- **GOAL OF THE EXERCISE**
Only the lines from the one containing "the resolved config" through the end of the listing below belong in your answer; retype them exactly.

- **GIVEN DATA**
use std::env;
use std::thread;
use std::time::Duration;

use dotenvy::dotenv;

/// All knobs the pipeline reads. Constructed once and passed into the
/// dispatcher and cache manager, never read from globals.
#[derive(Debug, Clone)]
pub struct PipelineConfig {
    /// frames per second of the replay clock
    pub fps: u32,
    /// base batch size for durable frame writes, scaled by frame count
    pub db_batch_size: usize,
    /// upper bound on concurrent per-driver synchronization workers
    pub max_workers: usize,
    pub enable_database_cache: bool,
    pub enable_memory_cache: bool,
    /// capacity of the in-memory tier, in cached sessions
    pub memory_cache_entries: usize,
    /// durable write attempts per batch before giving up
    pub persist_attempts: u32,
    /// backoff before the first retry, doubled on each further attempt
    pub retry_backoff: Duration,
    /// timeout applied to every provider request
    pub provider_timeout: Duration,
}

impl Default for PipelineConfig {
    fn default() -> PipelineConfig {
        PipelineConfig {
            fps: 25,
            db_batch_size: 100,
            max_workers: thread::available_parallelism()
                .map(|n| n.get())
                .unwrap_or(4),
            enable_database_cache: true,
            enable_memory_cache: true,
            memory_cache_entries: 8,
            persist_attempts: 3,
            retry_backoff: Duration::from_millis(100),
            provider_timeout: Duration::from_secs(30),
        }
    }
}

impl PipelineConfig {
    /// # load the config from the environment
    /// reads the `.env` file first, any variable not set keeps its default
    ///
    /// ## Returns
    /// * `PipelineConfig` - the resolved config
    pub fn from_env() -> PipelineConfig {
        dotenv().ok();

        let mut config = PipelineConfig::default();

        if let Some(fps) = parse_var("FPS") {
            config.fps = fps;
        }
        if let Some(batch) = parse_var("DB_BATCH_SIZE") {
            config.db_batch_size = batch;
        }
        if let Some(workers) = parse_var("MAX_WORKERS") {
            config.max_workers = workers;
        }
        if let Some(enabled) = parse_var("ENABLE_DATABASE_CACHE") {
            config.enable_database_cache = enabled;
        }
        if let Some(enabled) = parse_var("ENABLE_MEMORY_CACHE") {
            config.enable_memory_cache = enabled;
        }
        if let Some(entries) = parse_var("MEMORY_CACHE_ENTRIES") {
            config.memory_cache_entries = entries;
        }

        config
    }

    /// durable writes go out in batches sized to the total frame count:
    /// half the base size for small sets, double for large ones
    pub fn batch_size_for(&self, frame_count: usize) -> usize {
        if frame_count < 500 {
            (self.db_batch_size / 2).max(1)
        } else if frame_count <= 2000 {
            self.db_batch_size
        } else {
            self.db_batch_size * 2
        }
    }
}

fn parse_var<T: std::str::FromStr>(name: &str) -> Option<T> {
    env::var(name).ok().and_then(|value| value.parse().ok())
}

- **COMPLETED EXERCISE**
    /// * `PipelineConfig` - the resolved config
    pub fn from_env() -> PipelineConfig {
        dotenv().ok();

        let mut config = PipelineConfig::default();

        if let Some(fps) = parse_var("FPS") {
            config.fps = fps;
        }
        if let Some(batch) = parse_var("DB_BATCH_SIZE") {
            config.db_batch_size = batch;
        }
        if let Some(workers) = parse_var("MAX_WORKERS") {
            config.max_workers = workers;
        }
        if let Some(enabled) = parse_var("ENABLE_DATABASE_CACHE") {
            config.enable_database_cache = enabled;
        }
        if let Some(enabled) = parse_var("ENABLE_MEMORY_CACHE") {
            config.enable_memory_cache = enabled;
        }
        if let Some(entries) = parse_var("MEMORY_CACHE_ENTRIES") {
            config.memory_cache_entries = entries;
        }

        config
    }

    /// durable writes go out in batches sized to the total frame count:
    /// half the base size for small sets, double for large ones
    pub fn batch_size_for(&self, frame_count: usize) -> usize {
        if frame_count < 500 {
            (self.db_batch_size / 2).max(1)
        } else if frame_count <= 2000 {
            self.db_batch_size
        } else {
            self.db_batch_size * 2
        }
    }
}

fn parse_var<T: std::str::FromStr>(name: &str) -> Option<T> {
    env::var(name).ok().and_then(|value| value.parse().ok())
}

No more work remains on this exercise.